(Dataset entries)
§
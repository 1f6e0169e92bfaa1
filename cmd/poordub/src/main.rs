//! poordub CLI - shell access to immutable PCM audio values.

use clap::{Parser, Subcommand};
use tracing_subscriber::EnvFilter;

mod commands;
mod config;

use commands::{
    ConcatCommand, ConvertCommand, CrossfadeCommand, FadeCommand, GainCommand, InfoCommand,
    InvertCommand, LoopCommand, MixCommand, NormalizeCommand, PlayCommand, RecordCommand,
    SilenceCommand, SliceCommand, ToneCommand,
};

/// poordub - a poor man's audio toolbox.
///
/// Every command reads WAV files, applies one operation and writes a new WAV
/// file (to stdout unless -o is given). Inputs are never modified. Clips with
/// different layouts are promoted to their common layout before they are
/// joined or mixed.
///
/// Defaults are read from ~/.poordub/config.yaml.
#[derive(Parser)]
#[command(name = "poordub")]
#[command(about = "Concatenate, mix, fade and measure PCM audio")]
#[command(version)]
pub struct Cli {
    /// Config file (default is ~/.poordub/config.yaml)
    #[arg(long, global = true)]
    pub config: Option<String>,

    /// Output file (default: stdout)
    #[arg(short = 'o', long, global = true)]
    pub output: Option<String>,

    /// Output reports as JSON instead of YAML
    #[arg(long, global = true)]
    pub json: bool,

    /// Verbose output
    #[arg(short = 'v', long, global = true)]
    pub verbose: bool,

    #[command(subcommand)]
    pub command: Commands,
}

#[derive(Subcommand)]
pub enum Commands {
    /// Describe WAV files: layout, length and levels
    Info(InfoCommand),
    /// Generate a sine tone
    Tone(ToneCommand),
    /// Generate digital silence
    Silence(SilenceCommand),
    /// Join clips end to end
    Concat(ConcatCommand),
    /// Repeat a clip
    Loop(LoopCommand),
    /// Change the level of a clip by some decibels
    Gain(GainCommand),
    /// Bring the peak of a clip to 0 dBFS
    Normalize(NormalizeCommand),
    /// Mix clips on top of each other
    Mix(MixCommand),
    /// Invert the phase of a clip
    Invert(InvertCommand),
    /// Cut a time range out of a clip
    Slice(SliceCommand),
    /// Fade a clip in and/or out
    Fade(FadeCommand),
    /// Blend the end of one clip into the start of another
    Crossfade(CrossfadeCommand),
    /// Change channel count, sample width or frame rate
    Convert(ConvertCommand),
    /// Play a clip on the default output device
    Play(PlayCommand),
    /// Record from the default input device
    Record(RecordCommand),
}

fn init_logging(verbose: bool) {
    let filter = if verbose {
        EnvFilter::new("debug")
    } else {
        EnvFilter::try_from_default_env().unwrap_or_else(|_| EnvFilter::new("info"))
    };

    // stdout may carry WAV data
    tracing_subscriber::fmt()
        .with_env_filter(filter)
        .with_target(false)
        .with_writer(std::io::stderr)
        .init();
}

fn main() -> anyhow::Result<()> {
    let cli = Cli::parse();
    init_logging(cli.verbose);

    match &cli.command {
        Commands::Info(cmd) => cmd.run(&cli),
        Commands::Tone(cmd) => cmd.run(&cli),
        Commands::Silence(cmd) => cmd.run(&cli),
        Commands::Concat(cmd) => cmd.run(&cli),
        Commands::Loop(cmd) => cmd.run(&cli),
        Commands::Gain(cmd) => cmd.run(&cli),
        Commands::Normalize(cmd) => cmd.run(&cli),
        Commands::Mix(cmd) => cmd.run(&cli),
        Commands::Invert(cmd) => cmd.run(&cli),
        Commands::Slice(cmd) => cmd.run(&cli),
        Commands::Fade(cmd) => cmd.run(&cli),
        Commands::Crossfade(cmd) => cmd.run(&cli),
        Commands::Convert(cmd) => cmd.run(&cli),
        Commands::Play(cmd) => cmd.run(&cli),
        Commands::Record(cmd) => cmd.run(&cli),
    }
}

#[cfg(test)]
mod tests {
    use clap::CommandFactory;

    use super::*;

    #[test]
    fn test_cli_definition() {
        Cli::command().debug_assert();
    }

    #[test]
    fn test_parse_gain_negative() {
        let cli = Cli::try_parse_from(["poordub", "gain", "in.wav", "-6", "-o", "out.wav"]).unwrap();
        assert_eq!(cli.output.as_deref(), Some("out.wav"));
        match cli.command {
            Commands::Gain(cmd) => assert_eq!(cmd.db, -6.0),
            _ => panic!("expected gain"),
        }
    }

    #[test]
    fn test_parse_slice_from_end() {
        let cli = Cli::try_parse_from(["poordub", "slice", "in.wav", "--start", "-500"]).unwrap();
        match cli.command {
            Commands::Slice(cmd) => {
                assert_eq!(cmd.start, Some(-500));
                assert_eq!(cmd.end, None);
            }
            _ => panic!("expected slice"),
        }
    }

    #[test]
    fn test_parse_global_flags() {
        let cli = Cli::try_parse_from(["poordub", "info", "a.wav", "b.wav", "--json", "-v"]).unwrap();
        assert!(cli.json);
        assert!(cli.verbose);
        assert!(cli.config.is_none());
    }
}
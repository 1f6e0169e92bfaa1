//! Audio container codecs.
//!
//! - `wav`: RIFF/WAVE integer PCM

pub mod wav;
§
> _TASK BRIEF_
Retype the entries precisely as they stand.

> _EXERCISE ANSWER_
repository 1f6e0169e92bfaa1
filename cmd/poordub/src/main.rs
//! poordub CLI - shell access to immutable PCM audio values.

use clap::{Parser, Subcommand};
use tracing_subscriber::EnvFilter;

mod commands;
mod config;

use commands::{
    ConcatCommand, ConvertCommand, CrossfadeCommand, FadeCommand, GainCommand, InfoCommand,
    InvertCommand, LoopCommand, MixCommand, NormalizeCommand, PlayCommand, RecordCommand,
    SilenceCommand, SliceCommand, ToneCommand,
};

/// poordub - a poor man's audio toolbox.
///
/// Every command reads WAV files, applies one operation and writes a new WAV
/// file (to stdout unless -o is given). Inputs are never modified. Clips with
/// different layouts are promoted to their common layout before they are
/// joined or mixed.
///
/// Defaults are read from ~/.poordub/config.yaml.
#[derive(Parser)]
#[command(name = "poordub")]
#[command(about = "Concatenate, mix, fade and measure PCM audio")]
#[command(version)]
pub struct Cli {
    /// Config file (default is ~/.poordub/config.yaml)
    #[arg(long, global = true)]
    pub config: Option<String>,

    /// Output file (default: stdout)
    #[arg(short = 'o', long, global = true)]
    pub output: Option<String>,

    /// Output reports as JSON instead of YAML
    #[arg(long, global = true)]
    pub json: bool,

    /// Verbose output
    #[arg(short = 'v', long, global = true)]
    pub verbose: bool,

    #[command(subcommand)]
    pub command: Commands,
}

#[derive(Subcommand)]
pub enum Commands {
    /// Describe WAV files: layout, length and levels
    Info(InfoCommand),
    /// Generate a sine tone
    Tone(ToneCommand),
    /// Generate digital silence
    Silence(SilenceCommand),
    /// Join clips end to end
    Concat(ConcatCommand),
    /// Repeat a clip
    Loop(LoopCommand),
    /// Change the level of a clip by some decibels
    Gain(GainCommand),
    /// Bring the peak of a clip to 0 dBFS
    Normalize(NormalizeCommand),
    /// Mix clips on top of each other
    Mix(MixCommand),
    /// Invert the phase of a clip
    Invert(InvertCommand),
    /// Cut a time range out of a clip
    Slice(SliceCommand),
    /// Fade a clip in and/or out
    Fade(FadeCommand),
    /// Blend the end of one clip into the start of another
    Crossfade(CrossfadeCommand),
    /// Change channel count, sample width or frame rate
    Convert(ConvertCommand),
    /// Play a clip on the default output device
    Play(PlayCommand),
    /// Record from the default input device
    Record(RecordCommand),
}

fn init_logging(verbose: bool) {
    let filter = if verbose {
        EnvFilter::new("debug")
    } else {
        EnvFilter::try_from_default_env().unwrap_or_else(|_| EnvFilter::new("info"))
    };

    // stdout may carry WAV data
    tracing_subscriber::fmt()
        .with_env_filter(filter)
        .with_target(false)
        .with_writer(std::io::stderr)
        .init();
}

fn main() -> anyhow::Result<()> {
    let cli = Cli::parse();
    init_logging(cli.verbose);

    match &cli.command {
        Commands::Info(cmd) => cmd.run(&cli),
        Commands::Tone(cmd) => cmd.run(&cli),
        Commands::Silence(cmd) => cmd.run(&cli),
        Commands::Concat(cmd) => cmd.run(&cli),
        Commands::Loop(cmd) => cmd.run(&cli),
        Commands::Gain(cmd) => cmd.run(&cli),
        Commands::Normalize(cmd) => cmd.run(&cli),
        Commands::Mix(cmd) => cmd.run(&cli),
        Commands::Invert(cmd) => cmd.run(&cli),
        Commands::Slice(cmd) => cmd.run(&cli),
        Commands::Fade(cmd) => cmd.run(&cli),
        Commands::Crossfade(cmd) => cmd.run(&cli),
        Commands::Convert(cmd) => cmd.run(&cli),
        Commands::Play(cmd) => cmd.run(&cli),
        Commands::Record(cmd) => cmd.run(&cli),
    }
}

#[cfg(test)]
mod tests {
    use clap::CommandFactory;

    use super::*;

    #[test]
    fn test_cli_definition() {
        Cli::command().debug_assert();
    }

    #[test]
    fn test_parse_gain_negative() {
        let cli = Cli::try_parse_from(["poordub", "gain", "in.wav", "-6", "-o", "out.wav"]).unwrap();
        assert_eq!(cli.output.as_deref(), Some("out.wav"));
        match cli.command {
            Commands::Gain(cmd) => assert_eq!(cmd.db, -6.0),
            _ => panic!("expected gain"),
        }
    }

    #[test]
    fn test_parse_slice_from_end() {
        let cli = Cli::try_parse_from(["poordub", "slice", "in.wav", "--start", "-500"]).unwrap();
        match cli.command {
            Commands::Slice(cmd) => {
                assert_eq!(cmd.start, Some(-500));
                assert_eq!(cmd.end, None);
            }
            _ => panic!("expected slice"),
        }
    }

    #[test]
    fn test_parse_global_flags() {
        let cli = Cli::try_parse_from(["poordub", "info", "a.wav", "b.wav", "--json", "-v"]).unwrap();
        assert!(cli.json);
        assert!(cli.verbose);
        assert!(cli.config.is_none());
    }
}
repository 1f6e0169e92bfaa1
//! Audio container codecs.
//!
//! - `wav`: RIFF/WAVE integer PCM

pub mod wav;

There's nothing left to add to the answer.